ALT’s own JESS WILLOUGHBY chatted with Berlin-based producer + DJ Felicia Chen (aka Dis Fig) ahead of their performance. Emotional exorcisms live TONIGHT at Badlands Bar [[long weekend]]…
PURGE was definitely a unique time for you. Although you’ve previously mentioned that you aren’t one to bottle up your emotions, this release really does dig deep and release the undefined in you. Playing the material now, how do these feelings // emotions // physicality resonate with you?
It’s been some years since I wrote and released PURGE, so the context of the purge has evolved as life and its circumstances continue to evolve. However, the action and the experience is still quite the same. It’s a process of conjuring inner feelings that are suppressed and trapped throughout the day, as an intuitive reflex for self-preservation, but are always lying underneath. And it is a process that allows them to erupt and release in a safe space.

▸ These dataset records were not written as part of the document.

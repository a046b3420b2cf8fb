//! Access log format module
//!
//! One line per request in Common Log Format:
//! `$remote_addr - - [$time_local] "$request" $status $body_bytes_sent`

use chrono::Local;
use hyper::{Method, StatusCode, Uri, Version};
use std::fmt;
use std::net::SocketAddr;

const CLF_TIME_FORMAT: &str = "%d/%b/%Y:%H:%M:%S %z";

/// One served request, recorded after the response is built
#[derive(Debug, Clone)]
pub struct AccessLogEntry {
    pub remote_addr: SocketAddr,
    pub time: chrono::DateTime<Local>,
    pub method: String,
    /// Request target as sent (path plus query)
    pub target: String,
    pub http_version: &'static str,
    pub status: u16,
    /// Response body size; `None` when nothing is sent (HEAD, 304)
    pub body_bytes: Option<u64>,
}

impl AccessLogEntry {
    /// Capture the request side of an entry; status and size are filled in later
    pub fn from_request(remote_addr: SocketAddr, method: &Method, uri: &Uri, version: Version) -> Self {
        Self {
            remote_addr,
            time: Local::now(),
            method: method.to_string(),
            target: uri
                .path_and_query()
                .map_or_else(|| uri.path().to_string(), ToString::to_string),
            http_version: version_str(version),
            status: StatusCode::OK.as_u16(),
            body_bytes: None,
        }
    }
}

impl fmt::Display for AccessLogEntry {
    fn fmt(&self, f: &mut fmt::Formatter<'_>) -> fmt::Result {
        write!(
            f,
            "{} - - [{}] \"{} {} HTTP/{}\" {} ",
            self.remote_addr.ip(),
            self.time.format(CLF_TIME_FORMAT),
            self.method,
            self.target,
            self.http_version,
            self.status,
        )?;
        match self.body_bytes {
            Some(n) => write!(f, "{n}"),
            None => f.write_str("-"),
        }
    }
}

fn version_str(version: Version) -> &'static str {
    match version {
        Version::HTTP_09 => "0.9",
        Version::HTTP_10 => "1.0",
        Version::HTTP_2 => "2",
        Version::HTTP_3 => "3",
        _ => "1.1",
    }
}

#[cfg(test)]
mod tests {
    use super::*;

    fn create_test_entry() -> AccessLogEntry {
        let uri: Uri = "/docs/index.html?x=1".parse().unwrap();
        let mut entry = AccessLogEntry::from_request(
            "127.0.0.1:50000".parse().unwrap(),
            &Method::GET,
            &uri,
            Version::HTTP_11,
        );
        entry.status = 200;
        entry.body_bytes = Some(512);
        entry
    }

    #[test]
    fn test_common_format() {
        let log = create_test_entry().to_string();
        assert!(log.starts_with("127.0.0.1 - - ["));
        assert!(log.ends_with("] \"GET /docs/index.html?x=1 HTTP/1.1\" 200 512"));
    }

    #[test]
    fn test_missing_size_dash() {
        let mut entry = create_test_entry();
        entry.status = 304;
        entry.body_bytes = None;
        assert!(entry.to_string().ends_with("304 -"));
    }

    #[test]
    fn test_http_10() {
        let uri: Uri = "/".parse().unwrap();
        let entry = AccessLogEntry::from_request(
            "127.0.0.1:1".parse().unwrap(),
            &Method::HEAD,
            &uri,
            Version::HTTP_10,
        );
        assert!(entry.to_string().contains("\"HEAD / HTTP/1.0\""));
    }
}
//! MIME type detection module
//!
//! Returns the corresponding Content-Type based on file extension.

/// Get MIME Content-Type based on file extension
///
/// Matching is case-insensitive.
///
/// # Examples
/// ```
/// use loopback_fileserver::http::mime::get_content_type;
/// assert_eq!(get_content_type(Some("html")), "text/html; charset=utf-8");
/// assert_eq!(get_content_type(Some("PNG")), "image/png");
/// assert_eq!(get_content_type(None), "application/octet-stream");
/// ```
pub fn get_content_type(extension: Option<&str>) -> &'static str {
    let Some(ext) = extension else {
        return "application/octet-stream";
    };

    match ext.to_ascii_lowercase().as_str() {
        // Text
        "html" | "htm" => "text/html; charset=utf-8",
        "css" => "text/css",
        "txt" | "text" | "log" => "text/plain; charset=utf-8",
        "md" => "text/markdown; charset=utf-8",
        "csv" => "text/csv",
        "xml" => "application/xml",

        // Scripts and data
        "js" | "mjs" => "text/javascript",
        "json" | "map" => "application/json",
        "wasm" => "application/wasm",

        // Images
        "png" => "image/png",
        "jpg" | "jpeg" => "image/jpeg",
        "gif" => "image/gif",
        "svg" => "image/svg+xml",
        "ico" => "image/vnd.microsoft.icon",
        "webp" => "image/webp",
        "bmp" => "image/bmp",

        // Audio / video
        "mp4" => "video/mp4",
        "webm" => "video/webm",
        "mp3" => "audio/mpeg",
        "wav" => "audio/x-wav",
        "ogg" => "audio/ogg",

        // Fonts
        "woff" => "font/woff",
        "woff2" => "font/woff2",
        "ttf" => "font/ttf",
        "otf" => "font/otf",

        // Archives and documents
        "pdf" => "application/pdf",
        "zip" => "application/zip",
        "gz" => "application/gzip",
        "tar" => "application/x-tar",

        _ => "application/octet-stream",
    }
}
//! Error types for server startup
//!
//! Request handling never fails outward: every per-request problem becomes an
//! HTTP status. Only startup (configuration, root resolution, bind) produces
//! these errors.

use std::net::SocketAddr;
use std::path::PathBuf;
use thiserror::Error;

/// Result type alias for server operations
pub type Result<T> = std::result::Result<T, ServerError>;

#[derive(Debug, Error)]
pub enum ServerError {
    /// Configuration could not be assembled or deserialized
    #[error("Configuration error: {0}")]
    Config(#[from] config::ConfigError),

    /// Host/port pair does not parse as a socket address
    #[error("Invalid address '{addr}': {reason}")]
    InvalidAddress { addr: String, reason: String },

    /// Refused to bind anything but the loopback interface
    #[error("Refusing to bind non-loopback address {0}")]
    NonLoopback(SocketAddr),

    /// Root directory missing or not a directory
    #[error("Cannot serve root directory '{path}': {source}")]
    RootDirectory {
        path: PathBuf,
        #[source]
        source: std::io::Error,
    },

    /// Listening socket could not be created or bound
    #[error("Failed to bind {addr}: {source}")]
    Bind {
        addr: SocketAddr,
        #[source]
        source: std::io::Error,
    },

    #[error("IO error: {0}")]
    Io(#[from] std::io::Error),
}
//! HTTP date handling (RFC 7231 IMF-fixdate)

use chrono::{DateTime, Utc};
use std::time::SystemTime;

const HTTP_DATE_FORMAT: &str = "%a, %d %b %Y %H:%M:%S GMT";

/// Format a timestamp as an HTTP date, e.g. `Sun, 06 Nov 1994 08:49:37 GMT`
pub fn format_http_date(time: SystemTime) -> String {
    let dt: DateTime<Utc> = time.into();
    dt.format(HTTP_DATE_FORMAT).to_string()
}

/// Parse an `If-Modified-Since` style header value.
///
/// Returns `None` for anything that is not a valid date; callers then ignore
/// the header.
pub fn parse_http_date(value: &str) -> Option<DateTime<Utc>> {
    DateTime::parse_from_rfc2822(value.trim())
        .ok()
        .map(|dt| dt.with_timezone(&Utc))
}

/// Whether a resource modified at `modified` is unchanged since the client's
/// `If-Modified-Since` value. Sub-second precision is dropped, matching the
/// resolution of the header.
pub fn not_modified_since(modified: SystemTime, if_modified_since: Option<&str>) -> bool {
    let Some(since) = if_modified_since.and_then(parse_http_date) else {
        return false;
    };
    let modified: DateTime<Utc> = modified.into();
    modified.timestamp() <= since.timestamp()
}

#[cfg(test)]
mod tests {
    use super::*;
    use std::time::{Duration, UNIX_EPOCH};

    #[test]
    fn test_format_http_date() {
        let t = UNIX_EPOCH + Duration::from_secs(784_111_777);
        assert_eq!(format_http_date(t), "Sun, 06 Nov 1994 08:49:37 GMT");
    }

    #[test]
    fn test_parse_http_date() {
        let dt = parse_http_date("Sun, 06 Nov 1994 08:49:37 GMT").unwrap();
        assert_eq!(dt.timestamp(), 784_111_777);
        assert!(parse_http_date("yesterday").is_none());
    }

    #[test]
    fn test_not_modified_since() {
        let t = UNIX_EPOCH + Duration::from_millis(784_111_777_500);
        let header = "Sun, 06 Nov 1994 08:49:37 GMT";
        assert!(not_modified_since(t, Some(header)));
        assert!(!not_modified_since(t + Duration::from_secs(1), Some(header)));
        assert!(!not_modified_since(t, Some("garbage")));
        assert!(!not_modified_since(t, None));
    }
}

As a self-professed “choir nerd” when you were growing up, can you describe the process of reconnecting with your ‘voice’ again (in this context)?
My main vocal experience growing up had been within an academic choral setting, where individualism was avoided and uniformity was strived for. I learned to shape my voice in specific manners to match the sound of a greater group so that no single voice would stick out. The repertoire was also mostly traditional, with no room for experimentation. So when I came back to face my voice after losing or neglecting it for almost a decade, it felt strange meeting it alone. I had the opportunity to discover what my individual voice sounded like, and I also had the freedom to search for it wherever I could imagine. This allowed me to lean into using the voice more as a vessel for sound and energy versus as solely a lyrical messenger, and I was able to totally reinvent what I knew as my voice.

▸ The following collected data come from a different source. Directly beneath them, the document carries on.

// Loopback listener module
// Creates the TCP listener the accept loop reads from

use socket2::{Domain, Protocol, Socket, Type};
use std::net::SocketAddr;
use tokio::net::TcpListener;

use crate::error::{Result, ServerError};

/// Create a `TcpListener` bound to a loopback address.
///
/// `SO_REUSEADDR` is set so a restart does not trip over `TIME_WAIT`, but
/// `SO_REUSEPORT` is not: a second instance on the same port fails to bind.
/// Must be called from within a Tokio runtime.
pub fn create_loopback_listener(addr: SocketAddr) -> Result<TcpListener> {
    if !addr.ip().is_loopback() {
        return Err(ServerError::NonLoopback(addr));
    }

    let bind_err = |source| ServerError::Bind { addr, source };

    let domain = if addr.is_ipv4() {
        Domain::IPV4
    } else {
        Domain::IPV6
    };
    let socket = Socket::new(domain, Type::STREAM, Some(Protocol::TCP)).map_err(bind_err)?;

    socket.set_reuse_address(true).map_err(bind_err)?;

    // Set non-blocking mode for async compatibility
    socket.set_nonblocking(true).map_err(bind_err)?;

    socket.bind(&addr.into()).map_err(bind_err)?;

    // Backlog queue size of 128
    socket.listen(128).map_err(bind_err)?;

    let std_listener: std::net::TcpListener = socket.into();
    TcpListener::from_std(std_listener).map_err(bind_err)
}

#[cfg(test)]
mod tests {
    use super::*;

    #[tokio::test]
    async fn test_binds_loopback() {
        let listener = create_loopback_listener("127.0.0.1:0".parse().unwrap()).unwrap();
        let local = listener.local_addr().unwrap();
        assert!(local.ip().is_loopback());
        assert_ne!(local.port(), 0);
    }

    #[tokio::test]
    async fn test_rejects_wildcard() {
        let result = create_loopback_listener("0.0.0.0:0".parse().unwrap());
        assert!(matches!(result, Err(ServerError::NonLoopback(_))));
    }

    #[tokio::test]
    async fn test_port_in_use() {
        let first = create_loopback_listener("127.0.0.1:0".parse().unwrap()).unwrap();
        let addr = first.local_addr().unwrap();
        let second = create_loopback_listener(addr);
        assert!(matches!(second, Err(ServerError::Bind { .. })));
    }
}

Reinventing yourself as a producer in Berlin was a turning point for you. You even note it took a long time to create your own music once you moved there, despite the initial intention being to become a musician there. Can you remember the moment when you were finally able to break through the barrier between the daydream to creation?

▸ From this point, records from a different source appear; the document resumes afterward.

//! HTTP response building module
//!
//! Provides builders for the status codes the file server emits. Bodies are
//! boxed so file content can be streamed while error pages stay in memory.

use futures::TryStreamExt;
use http_body_util::combinators::UnsyncBoxBody;
use http_body_util::{BodyExt, Empty, Full, StreamBody};
use hyper::body::{Bytes, Frame};
use hyper::{Response, StatusCode};
use tokio::fs::File;
use tokio_util::io::ReaderStream;

/// Body type of every response
pub type ResponseBody = UnsyncBoxBody<Bytes, std::io::Error>;

/// In-memory body
pub fn full(data: impl Into<Bytes>) -> ResponseBody {
    Full::new(data.into()).map_err(|never| match never {}).boxed_unsync()
}

pub fn empty() -> ResponseBody {
    Empty::<Bytes>::new().map_err(|never| match never {}).boxed_unsync()
}

/// Body that reads `file` chunk by chunk as the client consumes it
pub fn file_stream(file: File) -> ResponseBody {
    StreamBody::new(ReaderStream::new(file).map_ok(Frame::data)).boxed_unsync()
}

/// Build 200 response carrying file content
///
/// `content_length` is the file size; for `HEAD` the body is empty but the
/// length still describes the file.
pub fn build_file_response(
    body: ResponseBody,
    content_length: u64,
    content_type: &str,
    last_modified: Option<&str>,
) -> Response<ResponseBody> {
    let mut builder = Response::builder()
        .status(StatusCode::OK)
        .header("Content-Type", content_type)
        .header("Content-Length", content_length);

    if let Some(last_modified) = last_modified {
        builder = builder.header("Last-Modified", last_modified);
    }

    builder.body(body).unwrap_or_else(|e| {
        log_build_error("200", &e);
        Response::new(empty())
    })
}

/// Build generic HTML response
pub fn build_html_response(content: String, is_head: bool) -> Response<ResponseBody> {
    let content_length = content.len();
    let body = if is_head { empty() } else { full(content) };

    Response::builder()
        .status(StatusCode::OK)
        .header("Content-Type", "text/html; charset=utf-8")
        .header("Content-Length", content_length)
        .body(body)
        .unwrap_or_else(|e| {
            log_build_error("HTML", &e);
            Response::new(empty())
        })
}

/// Build 301 redirect response (directory without trailing slash)
pub fn build_redirect_response(location: &str) -> Response<ResponseBody> {
    Response::builder()
        .status(StatusCode::MOVED_PERMANENTLY)
        .header("Location", location)
        .header("Content-Length", 0)
        .body(empty())
        .unwrap_or_else(|e| {
            log_build_error("301", &e);
            Response::new(empty())
        })
}

/// Build 304 Not Modified response
pub fn build_304_response(last_modified: &str) -> Response<ResponseBody> {
    Response::builder()
        .status(StatusCode::NOT_MODIFIED)
        .header("Last-Modified", last_modified)
        .body(empty())
        .unwrap_or_else(|e| {
            log_build_error("304", &e);
            Response::new(empty())
        })
}

/// Build 400 Bad Request response
pub fn build_400_response() -> Response<ResponseBody> {
    build_status_response(StatusCode::BAD_REQUEST, None)
}

/// Build 403 Forbidden response
pub fn build_403_response() -> Response<ResponseBody> {
    build_status_response(StatusCode::FORBIDDEN, None)
}

/// Build 404 Not Found response
pub fn build_404_response() -> Response<ResponseBody> {
    build_status_response(StatusCode::NOT_FOUND, None)
}

/// Build 404 response with an explanatory message instead of the reason phrase
pub fn build_not_found_response(message: &str) -> Response<ResponseBody> {
    build_status_response(StatusCode::NOT_FOUND, Some(message))
}

/// Build 501 Not Implemented response for unsupported methods
pub fn build_501_response() -> Response<ResponseBody> {
    let mut resp = build_status_response(StatusCode::NOT_IMPLEMENTED, None);
    resp.headers_mut().insert(
        hyper::header::ALLOW,
        hyper::header::HeaderValue::from_static("GET, HEAD"),
    );
    resp
}

/// Plain text error body, e.g. `404 Not Found`
fn build_status_response(status: StatusCode, message: Option<&str>) -> Response<ResponseBody> {
    let text = match message {
        Some(m) => format!("{} {m}", status.as_u16()),
        None => format!(
            "{} {}",
            status.as_u16(),
            status.canonical_reason().unwrap_or("Error")
        ),
    };

    Response::builder()
        .status(status)
        .header("Content-Type", "text/plain; charset=utf-8")
        .header("Content-Length", text.len())
        .body(full(text.clone()))
        .unwrap_or_else(|e| {
            log_build_error(status.as_str(), &e);
            Response::new(full(text))
        })
}

/// Log response build error
fn log_build_error(status: &str, error: &hyper::http::Error) {
    crate::logger::log_error(&format!("Failed to build {status} response: {error}"));
}

#[cfg(test)]
mod tests {
    use super::*;

    async fn body_string(resp: Response<ResponseBody>) -> String {
        let bytes = resp.into_body().collect().await.unwrap().to_bytes();
        String::from_utf8(bytes.to_vec()).unwrap()
    }

    #[tokio::test]
    async fn test_404_body() {
        let resp = build_404_response();
        assert_eq!(resp.status(), StatusCode::NOT_FOUND);
        assert_eq!(body_string(resp).await, "404 Not Found");
    }

    #[tokio::test]
    async fn test_not_found_message() {
        let resp = build_not_found_response("File not found");
        assert_eq!(resp.status(), StatusCode::NOT_FOUND);
        assert_eq!(body_string(resp).await, "404 File not found");
    }

    #[test]
    fn test_501_allow_header() {
        let resp = build_501_response();
        assert_eq!(resp.status(), StatusCode::NOT_IMPLEMENTED);
        assert_eq!(resp.headers()["allow"], "GET, HEAD");
    }

    #[tokio::test]
    async fn test_empty_body_keeps_length() {
        let resp = build_file_response(
            empty(),
            5,
            "text/plain",
            Some("Sun, 06 Nov 1994 08:49:37 GMT"),
        );
        assert_eq!(resp.headers()["content-length"], "5");
        assert_eq!(body_string(resp).await, "");
    }

    #[tokio::test]
    async fn test_file_stream_body() {
        let dir = tempfile::tempdir().unwrap();
        let path = dir.path().join("big.bin");
        // Larger than one ReaderStream chunk
        let content: Vec<u8> = (0..20_000u32).map(|i| u8::try_from(i % 251).unwrap()).collect();
        std::fs::write(&path, &content).unwrap();

        let file = File::open(&path).await.unwrap();
        let resp = build_file_response(file_stream(file), content.len() as u64, "application/octet-stream", None);
        let bytes = resp.into_body().collect().await.unwrap().to_bytes();
        assert_eq!(bytes.as_ref(), content.as_slice());
    }

    #[test]
    fn test_redirect_location() {
        let resp = build_redirect_response("/docs/");
        assert_eq!(resp.status(), StatusCode::MOVED_PERMANENTLY);
        assert_eq!(resp.headers()["location"], "/docs/");
    }
}
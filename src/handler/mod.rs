//! Request handler module
//!
//! Maps requests onto files below the served root.

pub mod listing;
pub mod path;
pub mod router;
pub mod static_files;

// Re-export main entry point
pub use router::{RequestContext, StaticHandler};
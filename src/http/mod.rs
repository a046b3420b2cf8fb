//! HTTP protocol layer module
//!
//! Response builders, MIME detection and HTTP date handling, decoupled from
//! file resolution.

pub mod date;
pub mod mime;
pub mod response;

// Re-export commonly used types
pub use response::{
    build_304_response, build_400_response, build_403_response, build_404_response,
    build_501_response, build_file_response, build_html_response, build_not_found_response,
    build_redirect_response, ResponseBody,
};
// Server loop module
// Accepts connections one at a time until shutdown is requested

use tokio::net::TcpListener;

use super::connection::serve_connection;
use super::signal::SignalHandler;
use crate::handler::StaticHandler;
use crate::logger;

/// Accept and serve connections sequentially.
///
/// Shutdown is only observed between connections: a request in flight is
/// always finished first.
#[allow(clippy::ignored_unit_patterns)]
pub async fn run_accept_loop(listener: &TcpListener, handler: &StaticHandler, signals: &SignalHandler) {
    loop {
        tokio::select! {
            biased;

            _ = signals.wait_for_shutdown() => break,

            accept_result = listener.accept() => {
                match accept_result {
                    Ok((stream, peer_addr)) => serve_connection(stream, peer_addr, handler).await,
                    Err(e) => logger::log_error(&format!("Failed to accept connection: {e}")),
                }
            }
        }
    }
}
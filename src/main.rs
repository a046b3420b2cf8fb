use std::sync::Arc;

use loopback_fileserver::config::Config;
use loopback_fileserver::server::{start_signal_handler, Server, SignalHandler};

fn main() -> Result<(), Box<dyn std::error::Error>> {
    let cfg = Config::load()?;

    // One request at a time: a current-thread runtime is all the accept loop needs
    let runtime = tokio::runtime::Builder::new_current_thread()
        .enable_all()
        .build()?;

    runtime.block_on(async_main(cfg))?;
    Ok(())
}

async fn async_main(cfg: Config) -> loopback_fileserver::Result<()> {
    let server = Server::bind(&cfg)?;

    let signals = Arc::new(SignalHandler::new());
    start_signal_handler(Arc::clone(&signals));

    server.run(signals).await;
    Ok(())
}
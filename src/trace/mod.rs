//! Shared trace data types.
//!
//! This module provides the canonical data types exchanged with the trace
//! decoder (input records) and the query layer (output rows). Keeping them
//! in one place ensures the two sides of the engine agree on units:
//! nanosecond timestamps, kHz frequencies, microsecond residency counters.
//!
//! # Module Organization
//!
//! - [`models`]: Input record structs and output row structs

pub mod models;

// Re-export commonly used types
pub use models::*;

For better or worse, I’m a very deadline-oriented person. This means it’s often hard for me to work without some concept of mission in mind. I thank Tianzhou Chen for believing in me enough in 2017 to give me the opportunity of working with him on the score of his performance piece ‘An Atypical Brain Damage’. As my first major project, it pushed me to create a longer format and in a way that had to be malleable to work with the sequence of the storyline. In many ways, it prepared me to work on the story of PURGE.
CAST-OFF is your latest collaboration with artist Alice Z Jones. Honing in on the merge and divide of bodies in crisis and healing practices through art, does this have a personal meaning for you? If so, can you give a hint of this process and how the project served its purpose?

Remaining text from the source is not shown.